▶ _EXERCISE DETAILS_
Return, from the material below, each line in which "PathBuf" occurs.
*** DATA TO USE Section Begins ***
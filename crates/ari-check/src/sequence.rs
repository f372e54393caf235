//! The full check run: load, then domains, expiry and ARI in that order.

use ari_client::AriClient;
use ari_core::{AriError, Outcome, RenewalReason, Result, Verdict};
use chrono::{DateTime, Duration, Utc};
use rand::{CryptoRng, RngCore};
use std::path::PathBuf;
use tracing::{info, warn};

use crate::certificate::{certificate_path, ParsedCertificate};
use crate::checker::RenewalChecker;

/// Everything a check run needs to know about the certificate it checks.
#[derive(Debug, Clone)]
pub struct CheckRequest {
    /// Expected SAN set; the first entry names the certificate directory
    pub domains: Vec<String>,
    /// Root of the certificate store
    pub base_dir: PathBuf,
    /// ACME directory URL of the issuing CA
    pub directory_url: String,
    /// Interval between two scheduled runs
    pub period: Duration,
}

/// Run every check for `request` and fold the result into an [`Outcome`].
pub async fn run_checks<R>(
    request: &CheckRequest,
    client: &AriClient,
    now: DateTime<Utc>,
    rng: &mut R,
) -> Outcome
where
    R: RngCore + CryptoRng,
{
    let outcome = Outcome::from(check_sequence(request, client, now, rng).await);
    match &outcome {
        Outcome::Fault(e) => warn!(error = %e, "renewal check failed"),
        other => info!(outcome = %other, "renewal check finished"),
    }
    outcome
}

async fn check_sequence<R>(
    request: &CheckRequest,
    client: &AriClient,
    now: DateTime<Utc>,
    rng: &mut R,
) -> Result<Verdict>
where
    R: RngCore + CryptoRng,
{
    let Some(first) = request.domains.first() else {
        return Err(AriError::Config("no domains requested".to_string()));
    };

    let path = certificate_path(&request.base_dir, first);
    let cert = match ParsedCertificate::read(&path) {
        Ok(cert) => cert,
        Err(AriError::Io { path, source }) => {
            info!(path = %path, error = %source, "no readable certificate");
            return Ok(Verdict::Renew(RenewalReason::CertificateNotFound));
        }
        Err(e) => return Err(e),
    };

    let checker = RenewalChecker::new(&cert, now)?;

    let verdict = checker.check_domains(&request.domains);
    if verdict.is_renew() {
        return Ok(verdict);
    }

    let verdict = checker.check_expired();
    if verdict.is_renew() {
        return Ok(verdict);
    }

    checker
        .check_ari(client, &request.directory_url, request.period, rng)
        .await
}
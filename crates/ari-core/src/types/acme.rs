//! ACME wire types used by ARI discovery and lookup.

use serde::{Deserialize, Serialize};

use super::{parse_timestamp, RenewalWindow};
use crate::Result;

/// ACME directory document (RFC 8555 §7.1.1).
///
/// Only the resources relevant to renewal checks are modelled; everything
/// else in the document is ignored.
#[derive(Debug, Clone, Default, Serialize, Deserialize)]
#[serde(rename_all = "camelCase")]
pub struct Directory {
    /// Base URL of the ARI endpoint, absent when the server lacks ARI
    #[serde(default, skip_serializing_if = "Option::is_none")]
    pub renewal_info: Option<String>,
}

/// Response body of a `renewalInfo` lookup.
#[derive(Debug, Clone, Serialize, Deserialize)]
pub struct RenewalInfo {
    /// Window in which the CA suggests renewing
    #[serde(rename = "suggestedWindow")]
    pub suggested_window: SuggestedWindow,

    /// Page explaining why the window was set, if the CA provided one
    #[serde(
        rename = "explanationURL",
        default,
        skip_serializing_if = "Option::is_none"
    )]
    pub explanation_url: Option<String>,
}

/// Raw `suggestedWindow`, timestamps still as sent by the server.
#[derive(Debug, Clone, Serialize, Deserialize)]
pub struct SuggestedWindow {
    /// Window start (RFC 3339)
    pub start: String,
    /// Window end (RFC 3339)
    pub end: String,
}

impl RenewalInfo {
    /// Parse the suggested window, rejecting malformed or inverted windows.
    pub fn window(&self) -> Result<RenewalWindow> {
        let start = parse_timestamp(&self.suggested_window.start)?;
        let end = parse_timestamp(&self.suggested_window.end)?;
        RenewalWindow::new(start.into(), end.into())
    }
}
*** DATA TO USE Section Ends ***
▶ _RESULT OF THE TASK_
use std::path::PathBuf;
    pub base_dir: PathBuf,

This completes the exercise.